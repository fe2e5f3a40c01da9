use itertools::Itertools;

pub mod prelude {
    pub use crate::AsGbnf;
    pub use crate::AsGrammar;
    pub use crate::GbnfComplex;
    pub use crate::GbnfField;
    pub use crate::GbnfFieldType;
    pub use crate::GbnfLimited;
    pub use crate::GbnfPrimitive;
    pub use crate::GbnfRule;
    pub use crate::GbnfToken;
}

// Converts GBNF defintions (through the types below) into the grammar
// rules.
pub trait AsGrammar {
    fn rules(&self) -> Vec<GbnfRule>;
    fn token(&self) -> String;
}

/// Trait for regular types to implement to convert themselves to a
/// GBNF value.
pub trait AsGbnf {
    fn to_gbnf() -> GbnfFieldType;
}

macro_rules! define_field_type {
    ($type:ty, $gbnf_type:expr) => {
        impl AsGbnf for $type {
            fn to_gbnf() -> GbnfFieldType {
                $gbnf_type
            }
        }
    };
}

define_field_type!(i32, GbnfFieldType::Primitive(GbnfPrimitive::Number));
define_field_type!(u32, GbnfFieldType::Primitive(GbnfPrimitive::Number));
define_field_type!(i64, GbnfFieldType::Primitive(GbnfPrimitive::Number));
define_field_type!(u64, GbnfFieldType::Primitive(GbnfPrimitive::Number));
define_field_type!(f32, GbnfFieldType::Primitive(GbnfPrimitive::Number));
define_field_type!(f64, GbnfFieldType::Primitive(GbnfPrimitive::Number));
define_field_type!(usize, GbnfFieldType::Primitive(GbnfPrimitive::Number));
define_field_type!(bool, GbnfFieldType::Primitive(GbnfPrimitive::Boolean));
define_field_type!(String, GbnfFieldType::Primitive(GbnfPrimitive::String));

impl<T> AsGbnf for Vec<T>
where
    T: AsGbnf,
{
    fn to_gbnf() -> GbnfFieldType {
        use GbnfFieldType::*;
        match <T as AsGbnf>::to_gbnf() {
            Primitive(primitive_type) | OptionalPrimitive(primitive_type) => {
                PrimitiveList(primitive_type)
            }
            Complex(complex_type) | OptionalComplex(complex_type) => ComplexList(complex_type),
            Limited(limited) => LimitedList(limited),
            _ => panic!("nested lists not supported"),
        }
    }
}

impl<T> AsGbnf for Option<T>
where
    T: AsGbnf,
{
    fn to_gbnf() -> GbnfFieldType {
        use GbnfFieldType::*;
        match <T as AsGbnf>::to_gbnf() {
            Primitive(primitive_type) => OptionalPrimitive(primitive_type),
            Complex(complex_type) => OptionalComplex(complex_type),
            Limited(limited) => OptionalLimited(limited),
            OptionalPrimitive(_) | OptionalComplex(_) | OptionalLimited(_) => {
                panic!("nested options are not allowed")
            }
            _ => panic!("optional type cannot be a list"),
        }
    }
}

// Actual GBNF rule itself. Holds rule text for dedup.
#[derive(Debug, Clone, Eq, Hash, PartialEq)]
pub struct GbnfRule {
    name: String,
    text: String,
}

impl GbnfRule {
    pub fn new(token: String, rule_text: String) -> GbnfRule {
        GbnfRule {
            name: token,
            text: rule_text,
        }
    }

    pub fn single(token: String, rule_text: String) -> Vec<GbnfRule> {
        vec![GbnfRule::new(token, rule_text)]
    }
}

/// Tokens in the GBNF rule.
pub enum GbnfToken {
    Space,
    Null,
}

impl GbnfToken {
    pub(self) const SPACE: &'static str = r#"[ \t\n]*"#;
    pub(self) const NULL: &'static str = r#""null""#;
}

impl AsGrammar for GbnfToken {
    fn rules(&self) -> Vec<GbnfRule> {
        match self {
            Self::Space => GbnfRule::single(self.token(), Self::SPACE.to_string()),
            Self::Null => GbnfRule::single(self.token(), Self::NULL.to_string()),
        }
    }

    fn token(&self) -> String {
        match self {
            Self::Space => "ws".to_string(),
            Self::Null => "null".to_string(),
        }
    }
}

/// Represents a primitive value in the GBNF, the simplest possible
/// value a type can hold.
#[derive(Debug, Clone, Copy)]
pub enum GbnfPrimitive {
    String,
    Boolean,
    Number,
}

impl GbnfPrimitive {
    pub(self) const STRING: &'static str = r#""\""   ([^"]*)   "\"""#;
    pub(self) const BOOLEAN: &'static str = r#""true" | "false""#;
    pub(self) const NUMBER: &'static str = r#"[0-9]+   "."?   [0-9]*"#;
}

impl AsGrammar for GbnfPrimitive {
    /// Output the raw GBNF rule of this primitive.
    fn rules(&self) -> Vec<GbnfRule> {
        let rule_text = match self {
            Self::Boolean => Self::BOOLEAN,
            Self::Number => Self::NUMBER,
            Self::String => Self::STRING,
        };

        GbnfRule::single(self.token(), rule_text.to_string())
    }

    /// Output the token name of the GBNF rule (to refer to in other
    /// rules).
    fn token(&self) -> String {
        String::from(match self {
            Self::Boolean => "boolean",
            Self::Number => "number",
            Self::String => "string",
        })
    }
}

/// A string field that may only take one of a closed set of values.
/// Rendered as an alternation of quoted literals.
#[derive(Debug, Clone)]
pub struct GbnfLimited {
    pub name: String,
    pub values: Vec<String>,
}

impl GbnfLimited {
    pub fn new(name: &str, values: &[&str]) -> GbnfLimited {
        GbnfLimited {
            name: name.to_string(),
            values: values.iter().map(|v| v.to_string()).collect(),
        }
    }
}

impl AsGrammar for GbnfLimited {
    fn rules(&self) -> Vec<GbnfRule> {
        let alternatives = self
            .values
            .iter()
            .map(|value| format!(r#""\"{}\"""#, value))
            .join(" | ");

        GbnfRule::single(self.token(), alternatives)
    }

    fn token(&self) -> String {
        self.name.clone()
    }
}

/// Categorize all types of fields that the generated grammar can
/// handle.
#[derive(Debug)]
pub enum GbnfFieldType {
    /// A single property on the type, e.g. myField: i32
    Primitive(GbnfPrimitive),

    /// Can be a value or null.
    OptionalPrimitive(GbnfPrimitive),

    /// A list/vec of primitive types.
    PrimitiveList(GbnfPrimitive),

    /// A complex type, with its own properties.
    Complex(GbnfComplex),

    /// Can be a value or null.
    OptionalComplex(GbnfComplex),

    /// A list/vec of complex types.
    ComplexList(GbnfComplex),

    /// A string property restricted to a fixed set of values.
    Limited(GbnfLimited),

    /// Limited value or null.
    OptionalLimited(GbnfLimited),

    /// A list of limited values.
    LimitedList(GbnfLimited),
}

impl GbnfFieldType {
    pub fn as_complex(self) -> GbnfComplex {
        match self {
            GbnfFieldType::Complex(complex) => complex,
            _ => panic!("Not a GBNF complex type"),
        }
    }
}

/// Connect a property name and a field type to generate a GBNF rule.
#[derive(Debug)]
pub struct GbnfField {
    pub field_name: String,
    pub field_type: GbnfFieldType,
}

impl GbnfField {
    fn list_rules<T: AsGrammar>(&self, f: &T) -> Vec<GbnfRule> {
        let list_rule = r#""[]" | "["   {SPACE}   {TYPE_NAME}   (","   {SPACE}   {TYPE_NAME})*   "]""#
            .replace("{SPACE}", &GbnfToken::Space.token())
            .replace("{TYPE_NAME}", &f.token());

        let mut rules = GbnfRule::single(self.token(), list_rule);
        rules.append(&mut f.rules());
        rules
    }

    fn optional_rules<T: AsGrammar>(&self, f: &T) -> Vec<GbnfRule> {
        let optional_rule = format!("{} | {}", f.token(), GbnfToken::Null.token());

        let mut rules = GbnfRule::single(self.token(), optional_rule);
        rules.append(&mut f.rules());
        rules.append(&mut GbnfToken::Null.rules());
        rules
    }
}

impl AsGrammar for GbnfField {
    fn token(&self) -> String {
        use GbnfFieldType::*;
        match &self.field_type {
            Primitive(f) => f.token(),
            OptionalPrimitive(f) => format!("{}OrNull", f.token()),
            PrimitiveList(f) => format!("{}List", f.token()),
            Complex(f) => f.token(),
            OptionalComplex(f) => format!("{}OrNull", f.token()),
            ComplexList(f) => format!("{}List", f.token()),
            Limited(f) => f.token(),
            OptionalLimited(f) => format!("{}OrNull", f.token()),
            LimitedList(f) => format!("{}List", f.token()),
        }
    }

    fn rules(&self) -> Vec<GbnfRule> {
        use GbnfFieldType::*;
        match &self.field_type {
            Primitive(f) => f.rules(),
            OptionalPrimitive(f) => self.optional_rules(f),
            PrimitiveList(f) => self.list_rules(f),
            Complex(f) => f.rules(),
            OptionalComplex(f) => self.optional_rules(f),
            ComplexList(f) => self.list_rules(f),
            Limited(f) => f.rules(),
            OptionalLimited(f) => self.optional_rules(f),
            LimitedList(f) => self.list_rules(f),
        }
    }
}

/// The complex type is a direct mapping from a supported Rust struct,
/// and also used to generate the root of a GBNF grammar.
#[derive(Debug)]
pub struct GbnfComplex {
    pub name: String,
    pub fields: Vec<GbnfField>,
}

impl GbnfComplex {
    pub fn to_grammar(&self) -> String {
        let mut rules = vec![GbnfRule::new("root".to_string(), self.name.clone())];
        rules.append(&mut self.rules());

        rules
            .into_iter()
            .unique()
            .map(|rule| format!("{} ::= {}", rule.name, rule.text))
            .join("\n")
    }
}

impl AsGrammar for GbnfComplex {
    fn rules(&self) -> Vec<GbnfRule> {
        // Full set of rules for the complex type, including the rules
        // of nested fields. Deduplication handled later.
        let field_rules_text = self
            .fields
            .iter()
            .map(|field| {
                format!(
                    r#"{}   "\"{}\":"   {}   {}"#,
                    GbnfToken::Space.token(),
                    field.field_name,
                    GbnfToken::Space.token(),
                    field.token(),
                )
            })
            .join(r#"   ","   "#);

        let rule = format!(r#""{{"   {}   {}   "}}""#, field_rules_text, GbnfToken::Space.token());

        let mut rules = GbnfRule::single(self.token(), rule);
        rules.append(&mut GbnfToken::Space.rules());

        for field in &self.fields {
            rules.append(&mut field.rules());
        }

        rules
    }

    fn token(&self) -> String {
        self.name.clone()
    }
}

********

__PROMPT__: Within the material above, find every line containing the word "OptionalLimited" and copy it.

__EXERCISE SOLUTION__:
            Limited(limited) => OptionalLimited(limited),
            OptionalPrimitive(_) | OptionalComplex(_) | OptionalLimited(_) => {
    OptionalLimited(GbnfLimited),
            OptionalLimited(f) => format!("{}OrNull", f.token()),
            OptionalLimited(f) => self.optional_rules(f),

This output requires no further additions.